Thrombin-mediated activation of endogenous factor XI in plasma in the presence of physiological glycosaminoglycans occurs only with high concentrations of thrombin

The variable bleeding tendency associated with a genetic deficiency of factor XI (FXI) and the lack of bleeding disorders in individuals with a genetic deficiency of factor XII (FXII) suggest an alternative mechanism for FXI activation in vivo. Recently, thrombin has been shown to activate FXI. However, in plasma this activation has been shown to occur only with exogenous FXI and a non-physiological cofactor (sulphatides), and the occurrence of this reaction in a plasma environment has been questioned. Using recently developed sensitive assays for FXIa–inhibitor complexes we found thrombin-mediated and FXII-independent activation of endogenous FXI in plasma in the presence of heparan sulphate, heparin, dermatan sulphate or dextran sulphate.
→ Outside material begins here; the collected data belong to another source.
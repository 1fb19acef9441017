//! 单次 LLM 调用执行器 - 业务能力层
//!
//! 把一次 LLM 请求包装成：估算 → 预留预算 → 请求 → 退避重试 → 记账。
//!
//! 只有这里会挂起等待（预算等待与退避），其它组件都不阻塞。

use std::sync::Arc;
use std::time::Duration;

use rand::Rng;
use tokio_util::sync::CancellationToken;
use tracing::{debug, info, warn};

use crate::config::Config;
use crate::error::{CallError, ProviderError};
use crate::infrastructure::{Grant, Reservation, TokenBudget, UsageLedger};
use crate::services::llm_provider::{LlmProvider, LlmResponse};

/// 退避指数上限，避免位移溢出
const MAX_BACKOFF_EXPONENT: u32 = 16;
/// 抖动占退避时长的最大比例
const MAX_JITTER_FRACTION: f64 = 0.25;

/// 按 4 个字符约 1 个 token 估算（向上取整）
pub fn estimate_tokens(text: &str) -> u64 {
    let chars = text.chars().count() as u64;
    (chars + 3) / 4
}

/// 第 `attempt` 次重试前的退避时长：`base * 2^attempt`，再加上 `jitter_fraction` 比例的抖动
pub fn backoff_delay(base: Duration, attempt: u32, jitter_fraction: f64) -> Duration {
    let exp = base.saturating_mul(1u32 << attempt.min(MAX_BACKOFF_EXPONENT));
    let jitter = jitter_fraction.clamp(0.0, MAX_JITTER_FRACTION);
    exp + exp.mul_f64(jitter)
}

/// 调用策略
#[derive(Debug, Clone)]
pub struct CallPolicy {
    pub max_retries: u32,
    pub base_backoff: Duration,
    pub max_budget_waits: u32,
    pub call_timeout: Duration,
    pub max_output_tokens: u32,
}

impl CallPolicy {
    pub fn from_config(config: &Config) -> Self {
        Self {
            max_retries: config.max_call_retries,
            base_backoff: config.base_backoff(),
            max_budget_waits: config.max_budget_waits,
            call_timeout: config.call_timeout(),
            max_output_tokens: config.max_output_tokens,
        }
    }
}

impl Default for CallPolicy {
    fn default() -> Self {
        Self::from_config(&Config::default())
    }
}

/// LLM 调用执行器
///
/// 职责：
/// - 每次调用前向 [`TokenBudget`] 预留额度，额度不足时按报告的时长等待
/// - 临时性错误归还额度后指数退避重试
/// - 永久性错误立即返回，不重试
/// - 成功调用在 [`UsageLedger`] 中恰好追加一条用量记录
/// - 运行取消后不再发起新的预留
pub struct CallExecutor {
    provider: Arc<dyn LlmProvider>,
    budget: Arc<TokenBudget>,
    ledger: Arc<UsageLedger>,
    policy: CallPolicy,
    cancel: CancellationToken,
}

impl CallExecutor {
    pub fn new(
        provider: Arc<dyn LlmProvider>,
        budget: Arc<TokenBudget>,
        ledger: Arc<UsageLedger>,
        policy: CallPolicy,
        cancel: CancellationToken,
    ) -> Self {
        Self {
            provider,
            budget,
            ledger,
            policy,
            cancel,
        }
    }

    pub fn policy(&self) -> &CallPolicy {
        &self.policy
    }

    pub fn budget(&self) -> &TokenBudget {
        &self.budget
    }

    pub fn ledger(&self) -> &UsageLedger {
        &self.ledger
    }

    pub fn is_cancelled(&self) -> bool {
        self.cancel.is_cancelled()
    }

    /// 执行一次 LLM 调用，返回响应文本
    pub async fn execute(&self, prompt: &str) -> Result<String, CallError> {
        let estimated = estimate_tokens(prompt);
        let mut budget_waits = 0u32;
        let mut attempt = 0u32;

        loop {
            let grant = self.acquire(estimated, &mut budget_waits).await?;

            let outcome = match tokio::time::timeout(
                self.policy.call_timeout,
                self.provider.invoke(prompt, self.policy.max_output_tokens),
            )
            .await
            {
                Ok(result) => result,
                Err(_) => Err(ProviderError::Timeout {
                    after: self.policy.call_timeout,
                }),
            };

            match outcome {
                Ok(response) => return Ok(self.settle(grant, prompt, response)),
                Err(err) if err.is_transient() => {
                    self.budget.release(grant);

                    if attempt >= self.policy.max_retries {
                        warn!(
                            attempts = attempt + 1,
                            error = %err,
                            "❌ 临时性错误重试次数已用尽"
                        );
                        self.ledger.record_failure(err.to_string());
                        return Err(CallError::TransientProviderError {
                            attempts: attempt + 1,
                            source: err,
                        });
                    }

                    let jitter = rand::thread_rng().gen_range(0.0..=MAX_JITTER_FRACTION);
                    let mut delay = backoff_delay(self.policy.base_backoff, attempt, jitter);
                    if let Some(hint) = err.retry_after() {
                        delay = delay.max(hint);
                    }
                    info!(
                        attempt = attempt + 1,
                        max_retries = self.policy.max_retries,
                        backoff_ms = delay.as_millis() as u64,
                        error = %err,
                        "🔁 临时性错误，退避后重试"
                    );
                    self.sleep_or_cancel(delay).await?;
                    attempt += 1;
                }
                Err(err) => {
                    self.budget.release(grant);
                    warn!(error = %err, "❌ 调用被拒绝，不再重试");
                    self.ledger.record_failure(err.to_string());
                    return Err(CallError::PermanentProviderError(err));
                }
            }
        }
    }

    /// 预留额度，必要时等待
    async fn acquire(&self, estimated: u64, waits: &mut u32) -> Result<Grant, CallError> {
        loop {
            if self.cancel.is_cancelled() {
                return Err(CallError::Cancelled);
            }

            match self.budget.reserve(estimated) {
                Reservation::Granted(grant) => return Ok(grant),
                Reservation::MustWait(wait) => {
                    if *waits >= self.policy.max_budget_waits {
                        warn!(waits = *waits, "❌ 等待 token 预算次数超过上限");
                        self.ledger
                            .record_failure(format!("token 预算耗尽 (等待 {} 次)", *waits));
                        return Err(CallError::BudgetExhausted { waits: *waits });
                    }
                    *waits += 1;
                    debug!(
                        wait_ms = wait.as_millis() as u64,
                        estimated,
                        "⏳ token 预算不足，等待窗口释放"
                    );
                    self.sleep_or_cancel(wait).await?;
                }
            }
        }
    }

    /// 确认用量并记账
    ///
    /// 服务方未上报的用量按 4:1 启发式估算。
    fn settle(&self, grant: Grant, prompt: &str, response: LlmResponse) -> String {
        let input_tokens = if response.input_tokens > 0 {
            response.input_tokens
        } else {
            estimate_tokens(prompt)
        };
        let output_tokens = if response.output_tokens > 0 {
            response.output_tokens
        } else {
            estimate_tokens(&response.text)
        };

        self.budget.commit(grant, input_tokens, output_tokens);
        let record = self.ledger.record_usage(input_tokens, output_tokens);
        debug!(
            input_tokens,
            output_tokens,
            cost = format!("${:.6}", record.cost_usd),
            "LLM 调用完成"
        );
        response.text
    }

    async fn sleep_or_cancel(&self, duration: Duration) -> Result<(), CallError> {
        tokio::select! {
            _ = self.cancel.cancelled() => Err(CallError::Cancelled),
            _ = tokio::time::sleep(duration) => Ok(()),
        }
    }
}
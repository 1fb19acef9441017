//! 编排层（Orchestration Layer）
//!
//! ## 职责
//!
//! 本层负责批量调度和汇总，是整个系统的"指挥中心"。
//!
//! ## 模块划分
//!
//! ### `pipeline` - 摘要流水线
//! - 管理一次运行的生命周期（初始化、运行、报表）
//! - 持有共享资源（TokenBudget、UsageLedger、CancellationToken）
//!
//! ### `batch_scheduler` - 批次调度器
//! - 分批、批内并发（Semaphore）、批间顺序推进
//!
//! ### `aggregator` - 结果汇总器
//! - 去重、按专科分组、统计、叙述字段汇总调用
//!
//! ## 层次关系
//!
//! ```text
//! pipeline (一次运行)
//!     ↓
//! batch_scheduler (处理 Vec<PaperRecord>)  →  aggregator (生成 Digest)
//!     ↓
//! workflow::ItemAnalyzer (处理单篇论文)
//!     ↓
//! services (能力层：call_executor / llm_provider / paper_source / result_store)
//!     ↓
//! infrastructure (基础设施：TokenBudget / UsageLedger)
//! ```

pub mod aggregator;
pub mod batch_scheduler;
pub mod pipeline;

// 重新导出主要类型
pub use aggregator::{fold, Aggregator};
pub use batch_scheduler::{BatchReport, BatchScheduler, ScheduleReport};
pub use pipeline::{DigestPipeline, RunReport};
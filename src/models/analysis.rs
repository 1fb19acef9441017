//! 单篇论文的分析结果与失败诊断

use std::collections::BTreeMap;

use chrono::{DateTime, Utc};
use serde::{Deserialize, Serialize};

use crate::models::Specialty;

/// 分数与分项之和允许的误差
pub const SCORE_TOLERANCE: f64 = 1e-6;
pub const MIN_INTEREST_SCORE: f64 = 0.0;
pub const MAX_INTEREST_SCORE: f64 = 10.0;

/// 分项为空时，整体分数记入的分项名
pub const OVERALL_COMPONENT: &str = "overall";
/// 分数越界时用于补齐的分项名
pub const ADJUSTMENT_COMPONENT: &str = "adjustment";

/// 兴趣分数的分项明细（按名称排序，输出稳定）
#[derive(Debug, Clone, Default, PartialEq, Serialize, Deserialize)]
#[serde(transparent)]
pub struct ScoreBreakdown(BTreeMap<String, f64>);

impl ScoreBreakdown {
    pub fn new() -> Self {
        Self::default()
    }

    /// 写入分项，同名分项累加
    pub fn add(&mut self, name: impl Into<String>, value: f64) {
        *self.0.entry(name.into()).or_insert(0.0) += value;
    }

    pub fn get(&self, name: &str) -> Option<f64> {
        self.0.get(name).copied()
    }

    pub fn total(&self) -> f64 {
        self.0.values().sum()
    }

    /// 分项之和是否为有限值（单个分项有限，求和仍可能溢出）
    pub fn is_finite(&self) -> bool {
        self.total().is_finite()
    }

    pub fn len(&self) -> usize {
        self.0.len()
    }

    pub fn is_empty(&self) -> bool {
        self.0.is_empty()
    }

    pub fn iter(&self) -> impl Iterator<Item = (&str, f64)> {
        self.0.iter().map(|(name, value)| (name.as_str(), *value))
    }

    /// 让分数与分项之和保持一致
    ///
    /// - 非有限分项直接丢弃；分项之和溢出时整个分项明细作废
    /// - 分项为空时，以上报分数作为唯一分项
    /// - 上报分数与分项之和不一致时，以分项之和为准
    /// - 结果越出 [0, 10] 时，补一个 `adjustment` 分项把总和拉回区间
    /// - 补齐后因数量级过大丢失精度时，只保留 `overall` 分项
    pub fn reconcile(self, reported: f64) -> ReconciledScore {
        let mut breakdown = ScoreBreakdown(
            self.0
                .into_iter()
                .filter(|(_, value)| value.is_finite())
                .collect(),
        );
        let mut corrected = false;
        if !breakdown.is_finite() {
            breakdown = ScoreBreakdown::new();
            corrected = true;
        }

        if breakdown.is_empty() {
            let value = if reported.is_finite() { reported } else { 0.0 };
            breakdown.add(OVERALL_COMPONENT, value);
            corrected |= !reported.is_finite();
        }

        let sum = breakdown.total();
        if !reported.is_finite() || (reported - sum).abs() > SCORE_TOLERANCE {
            corrected = true;
        }

        let clamped = sum.clamp(MIN_INTEREST_SCORE, MAX_INTEREST_SCORE);
        if (clamped - sum).abs() > 0.0 {
            breakdown.add(ADJUSTMENT_COMPONENT, clamped - sum);
            corrected = true;
        }

        if (breakdown.total() - clamped).abs() > SCORE_TOLERANCE {
            breakdown = ScoreBreakdown::new();
            breakdown.add(OVERALL_COMPONENT, clamped);
            corrected = true;
        }

        ReconciledScore {
            score: clamped,
            breakdown,
            corrected,
        }
    }
}

impl FromIterator<(String, f64)> for ScoreBreakdown {
    fn from_iter<I: IntoIterator<Item = (String, f64)>>(iter: I) -> Self {
        let mut breakdown = ScoreBreakdown::new();
        for (name, value) in iter {
            breakdown.add(name, value);
        }
        breakdown
    }
}

/// 分数校正结果
#[derive(Debug, Clone, PartialEq)]
pub struct ReconciledScore {
    pub score: f64,
    pub breakdown: ScoreBreakdown,
    /// 上报分数是否被改写
    pub corrected: bool,
}

/// 单篇论文的分析结果
#[derive(Debug, Clone, PartialEq, Serialize, Deserialize)]
pub struct AnalysisResult {
    pub paper_id: String,
    pub title: String,
    #[serde(default)]
    pub authors: Vec<String>,
    pub specialty: Specialty,
    pub keywords: Vec<String>,
    pub focus: String,
    pub interest_score: f64,
    pub score_breakdown: ScoreBreakdown,
    pub analyzed_at: DateTime<Utc>,
}

impl AnalysisResult {
    /// 分项之和是否与兴趣分数一致
    pub fn breakdown_consistent(&self) -> bool {
        (self.score_breakdown.total() - self.interest_score).abs() <= SCORE_TOLERANCE
    }
}

/// 分析阶段
#[derive(Debug, Clone, Copy, PartialEq, Eq, Hash, Serialize, Deserialize)]
pub enum AnalysisStage {
    Pending,
    Classifying,
    Extracting,
    Scoring,
}

impl std::fmt::Display for AnalysisStage {
    fn fmt(&self, f: &mut std::fmt::Formatter<'_>) -> std::fmt::Result {
        let label = match self {
            AnalysisStage::Pending => "待处理",
            AnalysisStage::Classifying => "专科分类",
            AnalysisStage::Extracting => "关键词提取",
            AnalysisStage::Scoring => "兴趣评分",
        };
        f.write_str(label)
    }
}

/// 分析失败的诊断记录
#[derive(Debug, Clone, PartialEq, Serialize, Deserialize)]
pub struct FailedItem {
    pub paper_id: String,
    pub title: String,
    pub stage: AnalysisStage,
    pub reason: String,
    pub failed_at: DateTime<Utc>,
}
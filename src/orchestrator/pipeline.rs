//! 摘要流水线 - 编排层
//!
//! 整个应用的入口，负责一次运行的生命周期：
//!
//! 1. **初始化**：日志文件、LLM 服务方、论文来源、结果存储
//! 2. **获取论文**：来源不可用时以空摘要结束本次运行
//! 3. **调度分析**：委托 `BatchScheduler` 按批次分析
//! 4. **汇总**：委托 `Aggregator` 生成摘要并写入存储
//! 5. **报表**：输出统计与 token 用量
//!
//! 只有配置错误和论文记录不合法会让 `run` 返回错误。

use std::sync::Arc;

use chrono::{DateTime, Utc};
use tokio_util::sync::CancellationToken;
use tracing::{error, info, warn};

use crate::config::Config;
use crate::error::{AppResult, SourceError};
use crate::infrastructure::{CostModel, TokenBudget, UsageLedger};
use crate::models::{Digest, UsageSummary};
use crate::orchestrator::aggregator::Aggregator;
use crate::orchestrator::batch_scheduler::{BatchReport, BatchScheduler};
use crate::services::{
    AnalysisStore, CallExecutor, CallPolicy, FileStore, LlmProvider, OpenAiProvider, PaperSource,
    TomlPaperSource,
};
use crate::utils::logging;
use crate::workflow::ItemAnalyzer;

/// 一次运行的结果
#[derive(Debug, Clone)]
pub struct RunReport {
    pub digest: Digest,
    pub usage: UsageSummary,
    pub batches: Vec<BatchReport>,
}

/// 摘要流水线
pub struct DigestPipeline {
    config: Config,
    source: Arc<dyn PaperSource>,
    store: Arc<dyn AnalysisStore>,
    budget: Arc<TokenBudget>,
    ledger: Arc<UsageLedger>,
    executor: Arc<CallExecutor>,
    cancel: CancellationToken,
}

impl DigestPipeline {
    /// 使用生产环境的协作方初始化
    pub async fn initialize(config: Config) -> anyhow::Result<Self> {
        config.validate()?;
        logging::init_log_file(&config.output_log_file)?;
        logging::log_startup(&config);

        let provider: Arc<dyn LlmProvider> = Arc::new(OpenAiProvider::new(&config));
        let source: Arc<dyn PaperSource> = Arc::new(TomlPaperSource::new(&config.paper_folder));
        let store: Arc<dyn AnalysisStore> = Arc::new(FileStore::new(&config.output_dir));

        Ok(Self::new(config, source, provider, store))
    }

    /// 使用注入的协作方创建
    pub fn new(
        config: Config,
        source: Arc<dyn PaperSource>,
        provider: Arc<dyn LlmProvider>,
        store: Arc<dyn AnalysisStore>,
    ) -> Self {
        let cancel = CancellationToken::new();
        let budget = Arc::new(TokenBudget::new(config.max_tokens_per_minute));
        let ledger = Arc::new(UsageLedger::new(CostModel::from_config(&config)));
        let executor = Arc::new(CallExecutor::new(
            provider,
            budget.clone(),
            ledger.clone(),
            CallPolicy::from_config(&config),
            cancel.clone(),
        ));

        Self {
            config,
            source,
            store,
            budget,
            ledger,
            executor,
            cancel,
        }
    }

    pub fn config(&self) -> &Config {
        &self.config
    }

    /// 运行级取消信号
    pub fn cancel_token(&self) -> CancellationToken {
        self.cancel.clone()
    }

    /// 用量报表（只读）
    pub fn usage_summary(&self) -> UsageSummary {
        self.ledger.summary()
    }

    pub fn budget(&self) -> &TokenBudget {
        &self.budget
    }

    /// 运行一次：获取 `since` 之后的论文并生成摘要
    pub async fn run(&self, since: DateTime<Utc>) -> AppResult<RunReport> {
        if self.config.reset_budget_each_run {
            self.budget.reset();
            self.ledger.reset();
        }

        let papers = match self.source.fetch_papers(since).await {
            Ok(papers) => papers,
            Err(e @ SourceError::Unavailable { .. }) => {
                warn!("⚠️ 论文来源不可用，本次运行以空摘要结束: {}", e);
                return Ok(self.finish(Digest::empty(0), Vec::new()).await);
            }
            Err(e) => {
                error!("❌ 论文来源返回了不合法的记录: {}", e);
                return Err(e.into());
            }
        };

        if papers.is_empty() {
            warn!("⚠️ 没有找到待分析的论文，程序结束");
            return Ok(self.finish(Digest::empty(0), Vec::new()).await);
        }

        let aggregator = Arc::new(Aggregator::new(&self.config));
        let analyzer = Arc::new(ItemAnalyzer::new(self.executor.clone(), &self.config));
        let scheduler = BatchScheduler::new(
            analyzer,
            self.store.clone(),
            aggregator.clone(),
            &self.config,
            self.cancel.clone(),
        );

        let schedule = scheduler.run(papers).await;
        let digest = aggregator.finalize(schedule.attempted, &self.executor).await;

        Ok(self.finish(digest, schedule.batches).await)
    }

    /// 写入摘要并输出报表
    async fn finish(&self, digest: Digest, batches: Vec<BatchReport>) -> RunReport {
        if let Err(e) = self.store.store_digest(&digest).await {
            error!("❌ 摘要写入失败，仍返回内存中的摘要: {}", e);
        }

        let usage = self.ledger.summary();
        logging::print_final_stats(&digest, &self.config.output_log_file);
        logging::print_usage_summary(&usage);
        info!("✓ 本次运行结束");

        RunReport {
            digest,
            usage,
            batches,
        }
    }
}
Using heparan sulphate, which is present in the human vascular system, activation of about 1–2% of plasma FXI was observed, however, only after addition of very high amounts (500 nmol/l) of human α-thrombin to FXII-deficient plasma (at a 1 to 4 final dilution). We conclude that endogenous FXI in plasma can be activated by thrombin in the presence of various glycosaminoglycans, including the physiological compounds heparan sulphate and dermatan sulphate, but only at very high concentrations of thrombin, corresponding to 100% prothrombin activation in undiluted plasma.